Florida’s ‘Drug Tests For Welfare Recipients’ Law Is, Most Likely, Unconstitutional

Florida's new law requiring welfare recipients to pass drug tests seems to clearly violate the Fourth Amendment.

Back in June, Florida Governor Rick Scott signed into law a bill that, among other things, requires all recipients of cash welfare from the state to undergo mandatory drug testing as a condition of receiving certain forms of state aid. The first round of testing was recently completed, but the legal controversy is just beginning. As one Tampa Bay television station has reported, in the past Federal Courts have generally held that drug testing requirements for public assistance are unconstitutional:

In a 1997 ruling from Georgia by the U.S. Supreme Court, Justice Ruth Bader Ginsburg wrote, “The Fourth Amendment precludes suspicionless search… the drug test diminishes personal privacy.”

In 2003, a U.S. Circuit Court of Appeals ruling from Michigan backed that up saying, “Michigan law authorizing suspicionless drug testing of welfare recipients was unconstitutional.”
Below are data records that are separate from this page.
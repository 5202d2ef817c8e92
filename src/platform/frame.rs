//! Minimal Ethernet header parsing for packet-in payloads.

use crate::platform::messages::{MacAddr, ETH_TYPE_LLDP, ETH_TYPE_VLAN};
use thiserror::Error;

const ETH_HEADER_LEN: usize = 14;
const VLAN_TAG_LEN: usize = 4;

/// Errors that can occur while parsing a frame
#[derive(Error, Debug, Clone, PartialEq)]
pub enum FrameError {
    #[error("frame too short: {0} bytes")]
    TooShort(usize),
}

/// Parsed Ethernet II header
#[derive(Debug, Clone, Copy, PartialEq, Eq)]
pub struct EthernetHeader {
    pub dst: MacAddr,
    pub src: MacAddr,
    /// EtherType of the payload, after any 802.1Q tag
    pub ethertype: u16,
}

impl EthernetHeader {
    pub fn parse(data: &[u8]) -> Result<Self, FrameError> {
        if data.len() < ETH_HEADER_LEN {
            return Err(FrameError::TooShort(data.len()));
        }

        let mut dst = [0u8; 6];
        let mut src = [0u8; 6];
        dst.copy_from_slice(&data[0..6]);
        src.copy_from_slice(&data[6..12]);
        let mut ethertype = u16::from_be_bytes([data[12], data[13]]);

        if ethertype == ETH_TYPE_VLAN {
            if data.len() < ETH_HEADER_LEN + VLAN_TAG_LEN {
                return Err(FrameError::TooShort(data.len()));
            }
            ethertype = u16::from_be_bytes([data[16], data[17]]);
        }

        Ok(Self {
            dst: MacAddr(dst),
            src: MacAddr(src),
            ethertype,
        })
    }

    pub fn is_lldp(&self) -> bool {
        self.ethertype == ETH_TYPE_LLDP
    }
}

/// Build a bare Ethernet frame; used by tests and the bench
pub fn build_frame(dst: MacAddr, src: MacAddr, ethertype: u16, payload: &[u8]) -> Vec<u8> {
    let mut frame = Vec::with_capacity(ETH_HEADER_LEN + payload.len());
    frame.extend_from_slice(&dst.octets());
    frame.extend_from_slice(&src.octets());
    frame.extend_from_slice(&ethertype.to_be_bytes());
    frame.extend_from_slice(payload);
    frame
}
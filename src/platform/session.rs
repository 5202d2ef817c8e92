//! Session handles through which the core talks to a connected switch.

use crate::platform::messages::{DeviceId, OfpMessage};
use thiserror::Error;
use tokio::sync::mpsc::UnboundedSender;

/// Errors reported by the controller platform
#[derive(Error, Debug, Clone, PartialEq)]
pub enum PlatformError {
    #[error("device {0:016x} is disconnected")]
    Disconnected(DeviceId),
    #[error("send failed: {0}")]
    SendFailed(String),
    #[error("malformed message: {0}")]
    Malformed(String),
}

/// Opaque handle to a switch session owned by the platform.
///
/// `send` only hands the message to the platform's outbound queue; it never
/// waits for the switch.
#[cfg_attr(test, mockall::automock)]
pub trait DeviceSession: Send + Sync {
    fn send(&self, message: OfpMessage) -> Result<(), PlatformError>;
}

/// Session backed by an in-process queue, drained by the HTTP platform bridge
pub struct QueuedSession {
    device_id: DeviceId,
    outbox: UnboundedSender<OfpMessage>,
}

impl QueuedSession {
    pub fn new(device_id: DeviceId, outbox: UnboundedSender<OfpMessage>) -> Self {
        Self { device_id, outbox }
    }
}

impl DeviceSession for QueuedSession {
    fn send(&self, message: OfpMessage) -> Result<(), PlatformError> {
        self.outbox
            .send(message)
            .map_err(|_| PlatformError::Disconnected(self.device_id))
    }
}
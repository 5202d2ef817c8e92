//! Per-device, per-port counter samples and derived throughput.

use std::collections::HashMap;
use chrono::{DateTime, Duration, Utc};
use serde::Serialize;
use tokio::sync::RwLock;
use crate::core::throughput::compute_throughput;
use crate::platform::{DeviceId, PortCounters, PortNo};
use crate::utils::seconds_between;

/// Last known counters of a port
#[derive(Debug, Clone, PartialEq, Serialize)]
pub struct PortSample {
    pub rx_bytes: u64,
    pub tx_bytes: u64,
    pub timestamp: DateTime<Utc>,
    /// Bytes per second; `None` until two consecutive samples exist
    pub rx_throughput: Option<f64>,
    pub tx_throughput: Option<f64>,
}

/// Sample of one port, flattened for reporting
#[derive(Debug, Clone, Serialize)]
pub struct PortSampleRecord {
    pub device_id: DeviceId,
    pub port_no: PortNo,
    #[serde(flatten)]
    pub sample: PortSample,
}

/// What a stats reply did to a stored sample
#[derive(Debug, Clone, Copy, PartialEq)]
pub enum SampleUpdate {
    /// Reserved port number, not stored
    Ignored,
    /// First sample for the port, throughput not yet known
    Initial,
    Computed { rx: f64, tx: f64 },
    /// Non-positive elapsed time, sample discarded
    Duplicate,
    /// Counters went backwards; new counters taken as baseline
    Resync,
}

/// Port statistics store
pub struct PortStatsStore {
    samples: RwLock<HashMap<DeviceId, HashMap<PortNo, PortSample>>>,
    max_port_no: PortNo,
}

impl PortStatsStore {
    pub fn new(max_port_no: PortNo) -> Self {
        Self {
            samples: RwLock::new(HashMap::new()),
            max_port_no,
        }
    }

    pub fn is_reserved_port(&self, port_no: PortNo) -> bool {
        port_no > self.max_port_no
    }

    /// Fold one port's counters into the store
    pub async fn update(
        &self,
        device_id: DeviceId,
        counters: &PortCounters,
        now: DateTime<Utc>,
    ) -> SampleUpdate {
        if self.is_reserved_port(counters.port_no) {
            return SampleUpdate::Ignored;
        }

        let mut samples = self.samples.write().await;
        let ports = samples.entry(device_id).or_default();

        let Some(prev) = ports.get_mut(&counters.port_no) else {
            ports.insert(
                counters.port_no,
                PortSample {
                    rx_bytes: counters.rx_bytes,
                    tx_bytes: counters.tx_bytes,
                    timestamp: now,
                    rx_throughput: None,
                    tx_throughput: None,
                },
            );
            return SampleUpdate::Initial;
        };

        let elapsed = seconds_between(prev.timestamp, now);
        if elapsed <= 0.0 {
            return SampleUpdate::Duplicate;
        }

        let rx = compute_throughput(prev.rx_bytes, counters.rx_bytes, elapsed);
        let tx = compute_throughput(prev.tx_bytes, counters.tx_bytes, elapsed);

        prev.rx_bytes = counters.rx_bytes;
        prev.tx_bytes = counters.tx_bytes;
        prev.timestamp = now;

        match (rx, tx) {
            (Some(rx), Some(tx)) => {
                prev.rx_throughput = Some(rx);
                prev.tx_throughput = Some(tx);
                SampleUpdate::Computed { rx, tx }
            }
            _ => {
                prev.rx_throughput = None;
                prev.tx_throughput = None;
                SampleUpdate::Resync
            }
        }
    }

    pub async fn get(&self, device_id: DeviceId, port_no: PortNo) -> Option<PortSample> {
        self.samples
            .read()
            .await
            .get(&device_id)?
            .get(&port_no)
            .cloned()
    }

    /// Last rx throughput of every port of a device; unknown throughput counts as zero
    pub async fn rx_throughputs(&self, device_id: DeviceId) -> HashMap<PortNo, f64> {
        self.samples
            .read()
            .await
            .get(&device_id)
            .map(|ports| {
                ports
                    .iter()
                    .map(|(port, s)| (*port, s.rx_throughput.unwrap_or(0.0)))
                    .collect()
            })
            .unwrap_or_default()
    }

    /// All samples ordered by device then port
    pub async fn snapshot(&self) -> Vec<PortSampleRecord> {
        let samples = self.samples.read().await;
        let mut records: Vec<PortSampleRecord> = samples
            .iter()
            .flat_map(|(device_id, ports)| {
                ports.iter().map(move |(port_no, sample)| PortSampleRecord {
                    device_id: *device_id,
                    port_no: *port_no,
                    sample: sample.clone(),
                })
            })
            .collect();
        records.sort_by_key(|r| (r.device_id, r.port_no));
        records
    }

    /// Ports whose last sample is older than `max_age`, with the age in seconds
    pub async fn stale_ports(&self, now: DateTime<Utc>, max_age: Duration) -> Vec<(DeviceId, PortNo, f64)> {
        let mut stale: Vec<(DeviceId, PortNo, f64)> = self
            .samples
            .read()
            .await
            .iter()
            .flat_map(|(device_id, ports)| {
                ports
                    .iter()
                    .filter(move |(_, s)| now - s.timestamp > max_age)
                    .map(move |(port_no, s)| (*device_id, *port_no, seconds_between(s.timestamp, now)))
            })
            .collect();
        stale.sort_by_key(|(d, p, _)| (*d, *p));
        stale
    }

    pub async fn purge_device(&self, device_id: DeviceId) {
        self.samples.write().await.remove(&device_id);
    }
}

#[cfg(test)]
mod tests {
    use super::*;

    fn counters(port_no: PortNo, rx_bytes: u64, tx_bytes: u64) -> PortCounters {
        PortCounters {
            port_no,
            rx_bytes,
            tx_bytes,
        }
    }

    #[tokio::test]
    async fn test_first_sample_has_no_throughput() {
        let store = PortStatsStore::new(0xffff_ff00);
        let now = Utc::now();

        assert_eq!(store.update(1, &counters(2, 100, 50), now).await, SampleUpdate::Initial);
        let sample = store.get(1, 2).await.unwrap();
        assert_eq!(sample.rx_bytes, 100);
        assert!(sample.rx_throughput.is_none());
    }

    #[tokio::test]
    async fn test_second_sample_computes_throughput() {
        let store = PortStatsStore::new(0xffff_ff00);
        let t0 = Utc::now();
        store.update(1, &counters(2, 0, 0), t0).await;

        let update = store
            .update(1, &counters(2, 1_000_000, 500_000), t0 + Duration::seconds(5))
            .await;
        assert_eq!(update, SampleUpdate::Computed { rx: 200_000.0, tx: 100_000.0 });
        assert_eq!(store.get(1, 2).await.unwrap().rx_throughput, Some(200_000.0));
    }

    #[tokio::test]
    async fn test_reserved_ports_are_ignored() {
        let store = PortStatsStore::new(0xffff_ff00);
        let update = store.update(1, &counters(0xffff_fffe, 10, 10), Utc::now()).await;

        assert_eq!(update, SampleUpdate::Ignored);
        assert!(store.get(1, 0xffff_fffe).await.is_none());
    }

    #[tokio::test]
    async fn test_duplicate_sample_is_discarded() {
        let store = PortStatsStore::new(0xffff_ff00);
        let t0 = Utc::now();
        store.update(1, &counters(2, 100, 100), t0).await;

        assert_eq!(store.update(1, &counters(2, 900, 900), t0).await, SampleUpdate::Duplicate);
        assert_eq!(store.get(1, 2).await.unwrap().rx_bytes, 100);
    }

    #[tokio::test]
    async fn test_counter_reset_resyncs() {
        let store = PortStatsStore::new(0xffff_ff00);
        let t0 = Utc::now();
        store.update(1, &counters(2, 0, 0), t0).await;
        store.update(1, &counters(2, 5_000, 5_000), t0 + Duration::seconds(1)).await;

        let update = store.update(1, &counters(2, 10, 5_100), t0 + Duration::seconds(2)).await;
        assert_eq!(update, SampleUpdate::Resync);
        let sample = store.get(1, 2).await.unwrap();
        assert_eq!(sample.rx_bytes, 10);
        assert!(sample.rx_throughput.is_none());

        let update = store.update(1, &counters(2, 110, 5_200), t0 + Duration::seconds(3)).await;
        assert_eq!(update, SampleUpdate::Computed { rx: 100.0, tx: 100.0 });
    }

    #[tokio::test]
    async fn test_stale_ports() {
        let store = PortStatsStore::new(0xffff_ff00);
        let t0 = Utc::now();
        store.update(1, &counters(1, 0, 0), t0).await;
        store.update(1, &counters(2, 0, 0), t0 + Duration::seconds(20)).await;

        let stale = store.stale_ports(t0 + Duration::seconds(40), Duration::seconds(30)).await;
        assert_eq!(stale, vec![(1, 1, 40.0)]);
    }

    #[tokio::test]
    async fn test_purge_device() {
        let store = PortStatsStore::new(0xffff_ff00);
        store.update(1, &counters(1, 0, 0), Utc::now()).await;
        store.purge_device(1).await;
        assert!(store.snapshot().await.is_empty());
    }
}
Florida law professors agree.

Stetson University’s James Fox, an expert on constitutional law, wrote, “Ironically, the Florida Republican Party, which opposes federal health-care legislation as being unconstitutional, has adopted a welfare law far more likely to be found unconstitutional. This new law reveals hypocrisy.”

Fox’s colleague at Stetson, Bruce Jacob agrees, “It seems to me, the result would have to be, that if suit is brought here that the Florida law would be declared unconstitutional.”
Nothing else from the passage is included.